Research Award

Liana Veneziano, PhD

National Council of Research, Rome, Italy
Looking for gross rearrangements of CACNA1A gene in Episodic Ataxia type 2 (EA2) patients by Comparative Genomic Hybridization (CGH) arrays

This project focuses on the study of a rare disorder, Episodic Ataxia type 2 (EA2) due to mutations of CACNA1A gene encoding for the core protein of one type of calcium channels particularly abundant in brain. The study is aimed at increasing the rate of EA2 molecular diagnoses. EA2 is due to protein changes decreasing calcium influx into the cell. Many problems remain unsolved, among which the low rate of EA patients in whom a molecular diagnosis is attained (20-30%) is seriously limiting the chance to study clinical and therapeutic aspects in appropriately sized group of patients. The present project proposes to verify if gene rearrangements, not detectable with the routine methods, can increase the detection rate.
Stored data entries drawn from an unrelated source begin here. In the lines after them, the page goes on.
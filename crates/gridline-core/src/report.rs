//! Machine-readable test and coverage reports.

use crate::axis::ArtifactTag;
use chrono::{DateTime, Utc};
use serde::{Deserialize, Serialize};

/// Status of a single test case.
#[derive(Debug, Clone, Copy, PartialEq, Eq, Serialize, Deserialize)]
#[serde(rename_all = "snake_case")]
pub enum CaseStatus {
    Passed,
    Failed,
    Skipped,
    Error,
}

/// Result of one test case.
#[derive(Debug, Clone, PartialEq, Eq, Serialize, Deserialize)]
pub struct TestCaseResult {
    pub id: String,
    #[serde(default)]
    pub markers: Vec<String>,
    #[serde(default, skip_serializing_if = "Option::is_none")]
    pub group: Option<String>,
    pub lane: usize,
    pub status: CaseStatus,
    pub duration_ms: u64,
    #[serde(default, skip_serializing_if = "Option::is_none")]
    pub message: Option<String>,
}

/// Counts by status.
#[derive(Debug, Clone, Copy, Default, PartialEq, Eq, Serialize, Deserialize)]
pub struct ReportSummary {
    pub total: usize,
    pub passed: usize,
    pub failed: usize,
    pub skipped: usize,
    pub errors: usize,
}

/// Test report for one job or build acceptance check.
#[derive(Debug, Clone, PartialEq, Eq, Serialize, Deserialize)]
pub struct TestReport {
    pub tag: ArtifactTag,
    /// Marker expression the run was scoped to.
    pub selection: String,
    pub started_at: DateTime<Utc>,
    pub finished_at: DateTime<Utc>,
    #[serde(default)]
    pub cases: Vec<TestCaseResult>,
    /// Exit code of an external test command, when one was used.
    #[serde(default, skip_serializing_if = "Option::is_none")]
    pub exit_code: Option<i32>,
    /// Set when the run did not complete (crash, timeout, executor error).
    #[serde(default, skip_serializing_if = "Option::is_none")]
    pub error: Option<String>,
}

impl TestReport {
    pub fn new(tag: ArtifactTag, selection: impl Into<String>) -> Self {
        let now = Utc::now();
        Self {
            tag,
            selection: selection.into(),
            started_at: now,
            finished_at: now,
            cases: Vec::new(),
            exit_code: None,
            error: None,
        }
    }

    /// Report for a run that never produced results of its own.
    pub fn errored(
        tag: ArtifactTag,
        selection: impl Into<String>,
        started_at: DateTime<Utc>,
        error: impl Into<String>,
    ) -> Self {
        Self {
            started_at,
            finished_at: Utc::now(),
            error: Some(error.into()),
            ..Self::new(tag, selection)
        }
    }

    pub fn summary(&self) -> ReportSummary {
        let mut summary = ReportSummary {
            total: self.cases.len(),
            ..Default::default()
        };
        for case in &self.cases {
            match case.status {
                CaseStatus::Passed => summary.passed += 1,
                CaseStatus::Failed => summary.failed += 1,
                CaseStatus::Skipped => summary.skipped += 1,
                CaseStatus::Error => summary.errors += 1,
            }
        }
        summary
    }

    /// A run passes when it completed, exited cleanly and no case failed.
    pub fn passed(&self) -> bool {
        let summary = self.summary();
        self.error.is_none()
            && self.exit_code.is_none_or(|code| code == 0)
            && summary.failed == 0
            && summary.errors == 0
    }

    /// Human-readable failure description, if the run did not pass.
    pub fn failure_reason(&self) -> Option<String> {
        if let Some(error) = &self.error {
            return Some(error.clone());
        }
        let summary = self.summary();
        if summary.failed > 0 || summary.errors > 0 {
            let failing: Vec<&str> = self
                .cases
                .iter()
                .filter(|c| matches!(c.status, CaseStatus::Failed | CaseStatus::Error))
                .map(|c| c.id.as_str())
                .collect();
            return Some(format!(
                "{} of {} tests failed: {}",
                failing.len(),
                summary.total,
                failing.join(", ")
            ));
        }
        match self.exit_code {
            Some(code) if code != 0 => Some(format!("test command exited with code {}", code)),
            _ => None,
        }
    }
}

/// Coverage data for one job or build.
#[derive(Debug, Clone, PartialEq, Serialize, Deserialize)]
pub struct CoverageReport {
    pub tag: ArtifactTag,
    /// Raw coverage payload produced by the test command, if any.
    #[serde(default, skip_serializing_if = "Option::is_none")]
    pub data: Option<serde_json::Value>,
    #[serde(default, skip_serializing_if = "Option::is_none")]
    pub note: Option<String>,
}

impl CoverageReport {
    pub fn empty(tag: ArtifactTag, note: impl Into<String>) -> Self {
        Self {
            tag,
            data: None,
            note: Some(note.into()),
        }
    }
}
This goal will be reached by using a new methodology, Comparative Genomic Hybridization (CGH) arrays, that measures DNA copy number variations at multiple loci simultaneously, which can be used for a screening of CACNA1A gene rearrangement in a sample of 40 EA patients in which gene point mutations were excluded. The accomplishment of this task will increase the number of molecularly diagnosed patients undergoing clinical trials for new therapies.